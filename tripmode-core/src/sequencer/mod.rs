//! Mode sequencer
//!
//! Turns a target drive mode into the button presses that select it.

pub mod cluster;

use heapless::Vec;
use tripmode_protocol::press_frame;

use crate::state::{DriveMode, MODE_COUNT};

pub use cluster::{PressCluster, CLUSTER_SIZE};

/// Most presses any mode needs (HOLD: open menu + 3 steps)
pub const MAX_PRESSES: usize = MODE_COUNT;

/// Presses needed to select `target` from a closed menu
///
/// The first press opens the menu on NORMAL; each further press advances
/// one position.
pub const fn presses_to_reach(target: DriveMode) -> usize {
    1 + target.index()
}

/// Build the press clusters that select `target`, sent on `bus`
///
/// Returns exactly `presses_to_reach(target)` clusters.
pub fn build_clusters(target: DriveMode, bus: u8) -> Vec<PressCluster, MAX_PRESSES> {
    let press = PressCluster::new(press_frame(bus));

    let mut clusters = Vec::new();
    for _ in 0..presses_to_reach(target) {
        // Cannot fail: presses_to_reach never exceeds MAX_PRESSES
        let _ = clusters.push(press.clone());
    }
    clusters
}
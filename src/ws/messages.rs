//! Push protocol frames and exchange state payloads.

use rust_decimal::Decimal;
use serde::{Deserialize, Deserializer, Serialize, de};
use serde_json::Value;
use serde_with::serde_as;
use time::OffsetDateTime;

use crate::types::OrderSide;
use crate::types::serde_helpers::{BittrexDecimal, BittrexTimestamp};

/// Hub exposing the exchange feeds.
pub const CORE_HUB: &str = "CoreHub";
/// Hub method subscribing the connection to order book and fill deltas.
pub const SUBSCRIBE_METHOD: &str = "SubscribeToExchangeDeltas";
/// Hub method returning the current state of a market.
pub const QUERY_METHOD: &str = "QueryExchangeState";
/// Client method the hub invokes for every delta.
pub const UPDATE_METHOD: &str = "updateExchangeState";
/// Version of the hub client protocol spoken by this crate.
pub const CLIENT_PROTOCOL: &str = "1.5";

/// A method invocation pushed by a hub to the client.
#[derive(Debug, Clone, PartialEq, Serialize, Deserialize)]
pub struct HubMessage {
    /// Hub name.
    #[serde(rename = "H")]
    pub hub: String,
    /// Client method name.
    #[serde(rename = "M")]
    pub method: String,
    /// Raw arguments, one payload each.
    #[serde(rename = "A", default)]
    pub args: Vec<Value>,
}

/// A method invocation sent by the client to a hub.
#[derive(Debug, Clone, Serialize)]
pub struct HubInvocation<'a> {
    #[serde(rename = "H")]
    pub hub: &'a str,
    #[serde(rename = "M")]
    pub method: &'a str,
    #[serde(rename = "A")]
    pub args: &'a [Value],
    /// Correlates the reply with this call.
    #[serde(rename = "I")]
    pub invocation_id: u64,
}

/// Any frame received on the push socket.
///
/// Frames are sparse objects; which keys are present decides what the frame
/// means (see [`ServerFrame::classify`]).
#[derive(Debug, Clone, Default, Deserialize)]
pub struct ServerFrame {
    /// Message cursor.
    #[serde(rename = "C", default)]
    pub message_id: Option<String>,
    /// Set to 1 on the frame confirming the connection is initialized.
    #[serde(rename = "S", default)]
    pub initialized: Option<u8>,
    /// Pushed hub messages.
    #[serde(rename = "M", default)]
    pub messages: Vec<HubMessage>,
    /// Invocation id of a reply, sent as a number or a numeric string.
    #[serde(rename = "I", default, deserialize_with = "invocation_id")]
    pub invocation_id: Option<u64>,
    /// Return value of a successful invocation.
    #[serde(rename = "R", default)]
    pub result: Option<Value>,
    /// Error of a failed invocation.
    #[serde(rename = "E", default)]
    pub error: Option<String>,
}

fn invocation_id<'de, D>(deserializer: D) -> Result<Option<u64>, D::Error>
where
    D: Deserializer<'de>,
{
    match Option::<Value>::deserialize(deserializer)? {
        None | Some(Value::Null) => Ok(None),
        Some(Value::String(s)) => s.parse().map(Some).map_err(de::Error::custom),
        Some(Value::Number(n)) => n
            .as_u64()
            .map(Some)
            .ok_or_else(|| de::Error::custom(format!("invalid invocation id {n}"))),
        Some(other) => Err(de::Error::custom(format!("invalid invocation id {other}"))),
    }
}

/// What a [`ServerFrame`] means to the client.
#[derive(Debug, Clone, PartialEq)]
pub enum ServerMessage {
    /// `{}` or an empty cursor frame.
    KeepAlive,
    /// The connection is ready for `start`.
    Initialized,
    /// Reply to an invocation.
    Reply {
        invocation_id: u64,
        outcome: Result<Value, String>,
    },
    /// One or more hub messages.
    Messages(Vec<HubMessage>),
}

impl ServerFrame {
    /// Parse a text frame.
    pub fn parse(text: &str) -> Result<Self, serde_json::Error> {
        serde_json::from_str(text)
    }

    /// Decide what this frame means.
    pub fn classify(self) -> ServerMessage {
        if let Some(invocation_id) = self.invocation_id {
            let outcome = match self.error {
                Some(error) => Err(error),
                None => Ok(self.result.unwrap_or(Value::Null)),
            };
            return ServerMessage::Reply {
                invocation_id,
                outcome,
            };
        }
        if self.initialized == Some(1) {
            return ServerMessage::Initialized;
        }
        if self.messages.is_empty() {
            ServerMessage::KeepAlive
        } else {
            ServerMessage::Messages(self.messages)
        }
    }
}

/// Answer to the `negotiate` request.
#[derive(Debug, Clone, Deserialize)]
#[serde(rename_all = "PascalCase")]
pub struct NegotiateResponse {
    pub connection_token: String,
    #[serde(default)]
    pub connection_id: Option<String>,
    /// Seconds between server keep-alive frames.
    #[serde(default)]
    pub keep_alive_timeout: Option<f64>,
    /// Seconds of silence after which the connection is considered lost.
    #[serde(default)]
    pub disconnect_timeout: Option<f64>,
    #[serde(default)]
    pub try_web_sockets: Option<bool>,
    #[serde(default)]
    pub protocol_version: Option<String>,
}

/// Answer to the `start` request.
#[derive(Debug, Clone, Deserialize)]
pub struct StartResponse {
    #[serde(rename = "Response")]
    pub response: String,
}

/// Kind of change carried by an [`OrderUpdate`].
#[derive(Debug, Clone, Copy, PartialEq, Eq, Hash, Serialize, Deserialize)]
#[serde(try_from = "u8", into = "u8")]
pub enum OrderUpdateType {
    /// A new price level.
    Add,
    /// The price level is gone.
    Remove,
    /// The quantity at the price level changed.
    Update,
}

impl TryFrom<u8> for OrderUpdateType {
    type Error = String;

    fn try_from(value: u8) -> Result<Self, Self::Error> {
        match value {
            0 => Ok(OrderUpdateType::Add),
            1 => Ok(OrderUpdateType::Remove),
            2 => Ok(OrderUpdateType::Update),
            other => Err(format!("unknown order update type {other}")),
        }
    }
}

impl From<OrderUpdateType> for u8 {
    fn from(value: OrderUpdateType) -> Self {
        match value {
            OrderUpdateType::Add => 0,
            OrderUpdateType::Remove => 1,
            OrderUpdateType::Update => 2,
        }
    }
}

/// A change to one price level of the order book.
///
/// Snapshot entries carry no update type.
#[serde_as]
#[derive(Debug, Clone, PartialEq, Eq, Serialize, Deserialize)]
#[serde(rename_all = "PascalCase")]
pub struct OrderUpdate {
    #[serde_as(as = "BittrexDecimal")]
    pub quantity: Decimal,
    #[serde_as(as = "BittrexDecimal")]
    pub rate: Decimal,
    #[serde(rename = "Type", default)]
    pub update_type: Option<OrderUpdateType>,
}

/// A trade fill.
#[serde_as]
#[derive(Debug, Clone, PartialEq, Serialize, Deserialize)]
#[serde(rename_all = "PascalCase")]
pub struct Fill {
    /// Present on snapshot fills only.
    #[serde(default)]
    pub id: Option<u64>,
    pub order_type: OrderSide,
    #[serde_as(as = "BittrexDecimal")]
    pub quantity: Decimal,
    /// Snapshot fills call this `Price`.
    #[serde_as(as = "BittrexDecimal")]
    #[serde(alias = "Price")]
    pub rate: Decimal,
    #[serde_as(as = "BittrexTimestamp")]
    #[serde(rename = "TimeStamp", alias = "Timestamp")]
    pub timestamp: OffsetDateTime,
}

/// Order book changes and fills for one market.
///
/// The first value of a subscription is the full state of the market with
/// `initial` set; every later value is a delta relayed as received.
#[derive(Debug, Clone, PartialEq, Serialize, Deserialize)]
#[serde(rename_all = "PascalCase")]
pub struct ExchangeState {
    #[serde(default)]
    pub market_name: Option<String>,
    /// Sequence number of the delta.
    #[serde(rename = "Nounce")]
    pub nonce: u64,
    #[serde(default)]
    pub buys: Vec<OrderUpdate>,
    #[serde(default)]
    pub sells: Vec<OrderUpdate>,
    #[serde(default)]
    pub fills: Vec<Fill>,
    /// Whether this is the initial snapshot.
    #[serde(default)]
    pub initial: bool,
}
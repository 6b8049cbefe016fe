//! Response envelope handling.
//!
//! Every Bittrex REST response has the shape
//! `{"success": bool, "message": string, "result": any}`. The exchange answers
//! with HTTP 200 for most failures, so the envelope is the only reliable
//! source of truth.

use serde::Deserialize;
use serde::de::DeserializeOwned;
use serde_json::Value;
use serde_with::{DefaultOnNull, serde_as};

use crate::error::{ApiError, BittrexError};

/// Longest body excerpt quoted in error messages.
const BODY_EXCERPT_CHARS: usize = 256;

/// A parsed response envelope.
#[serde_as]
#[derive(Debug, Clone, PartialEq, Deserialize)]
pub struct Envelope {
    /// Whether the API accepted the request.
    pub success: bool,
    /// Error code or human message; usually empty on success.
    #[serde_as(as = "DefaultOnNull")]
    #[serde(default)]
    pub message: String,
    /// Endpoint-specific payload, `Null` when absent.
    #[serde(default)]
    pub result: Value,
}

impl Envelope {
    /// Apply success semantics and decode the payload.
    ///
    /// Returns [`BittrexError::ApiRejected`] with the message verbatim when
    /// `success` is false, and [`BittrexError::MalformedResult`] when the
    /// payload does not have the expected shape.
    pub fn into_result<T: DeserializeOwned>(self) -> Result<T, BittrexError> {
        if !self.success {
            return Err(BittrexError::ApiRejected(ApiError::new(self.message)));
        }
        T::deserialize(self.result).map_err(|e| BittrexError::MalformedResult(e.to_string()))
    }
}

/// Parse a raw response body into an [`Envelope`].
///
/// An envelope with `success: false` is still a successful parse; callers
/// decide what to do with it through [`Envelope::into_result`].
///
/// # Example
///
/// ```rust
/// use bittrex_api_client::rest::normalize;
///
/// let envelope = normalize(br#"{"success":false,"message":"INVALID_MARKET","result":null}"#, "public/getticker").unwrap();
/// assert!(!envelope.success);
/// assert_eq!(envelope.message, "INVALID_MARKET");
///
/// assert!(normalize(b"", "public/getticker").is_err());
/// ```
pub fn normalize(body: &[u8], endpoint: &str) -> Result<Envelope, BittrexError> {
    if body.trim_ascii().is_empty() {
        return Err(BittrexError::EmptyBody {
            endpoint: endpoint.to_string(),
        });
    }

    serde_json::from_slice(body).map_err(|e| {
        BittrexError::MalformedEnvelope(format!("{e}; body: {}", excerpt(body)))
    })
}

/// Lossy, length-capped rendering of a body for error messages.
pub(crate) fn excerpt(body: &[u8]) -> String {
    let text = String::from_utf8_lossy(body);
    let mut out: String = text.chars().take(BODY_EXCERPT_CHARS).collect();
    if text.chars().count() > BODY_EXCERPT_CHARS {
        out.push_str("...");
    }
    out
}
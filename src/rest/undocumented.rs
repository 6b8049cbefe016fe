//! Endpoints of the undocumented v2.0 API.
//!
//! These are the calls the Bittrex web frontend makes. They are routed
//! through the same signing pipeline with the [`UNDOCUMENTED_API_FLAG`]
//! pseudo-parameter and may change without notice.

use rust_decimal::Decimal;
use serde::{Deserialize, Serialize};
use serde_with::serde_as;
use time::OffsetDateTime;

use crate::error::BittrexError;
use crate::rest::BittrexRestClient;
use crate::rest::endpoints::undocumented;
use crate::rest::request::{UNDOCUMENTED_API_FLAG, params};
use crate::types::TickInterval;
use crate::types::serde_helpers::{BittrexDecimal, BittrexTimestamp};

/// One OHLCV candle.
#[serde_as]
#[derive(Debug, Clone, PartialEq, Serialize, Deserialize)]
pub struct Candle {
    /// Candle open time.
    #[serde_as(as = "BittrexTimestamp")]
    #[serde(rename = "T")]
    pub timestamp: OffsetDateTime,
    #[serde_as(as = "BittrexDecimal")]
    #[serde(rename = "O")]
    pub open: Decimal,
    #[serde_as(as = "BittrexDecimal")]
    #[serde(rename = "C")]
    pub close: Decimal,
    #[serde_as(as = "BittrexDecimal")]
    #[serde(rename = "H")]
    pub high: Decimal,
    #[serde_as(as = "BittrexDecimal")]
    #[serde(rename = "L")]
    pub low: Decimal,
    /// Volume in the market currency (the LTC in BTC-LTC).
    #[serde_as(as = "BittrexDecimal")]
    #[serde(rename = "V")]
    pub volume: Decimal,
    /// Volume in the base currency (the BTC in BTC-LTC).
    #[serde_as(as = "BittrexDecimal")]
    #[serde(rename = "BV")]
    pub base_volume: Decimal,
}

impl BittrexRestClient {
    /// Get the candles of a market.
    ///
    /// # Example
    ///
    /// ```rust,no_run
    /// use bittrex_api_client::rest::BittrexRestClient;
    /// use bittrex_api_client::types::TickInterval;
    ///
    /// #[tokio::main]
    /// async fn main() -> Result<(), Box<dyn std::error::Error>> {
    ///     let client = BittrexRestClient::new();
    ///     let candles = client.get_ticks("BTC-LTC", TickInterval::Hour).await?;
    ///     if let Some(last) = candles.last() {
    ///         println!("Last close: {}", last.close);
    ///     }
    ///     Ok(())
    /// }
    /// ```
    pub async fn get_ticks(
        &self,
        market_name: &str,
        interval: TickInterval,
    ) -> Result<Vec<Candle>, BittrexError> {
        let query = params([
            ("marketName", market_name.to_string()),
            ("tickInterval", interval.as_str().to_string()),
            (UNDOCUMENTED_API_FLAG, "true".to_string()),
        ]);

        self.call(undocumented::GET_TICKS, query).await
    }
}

********************

§ What to do
Please go through the listing and return each line that has "fills" in it.

§ Exercise result
    /// Present on snapshot fills only.
    /// Snapshot fills call this `Price`.
/// Order book changes and fills for one market.
    pub fills: Vec<Fill>,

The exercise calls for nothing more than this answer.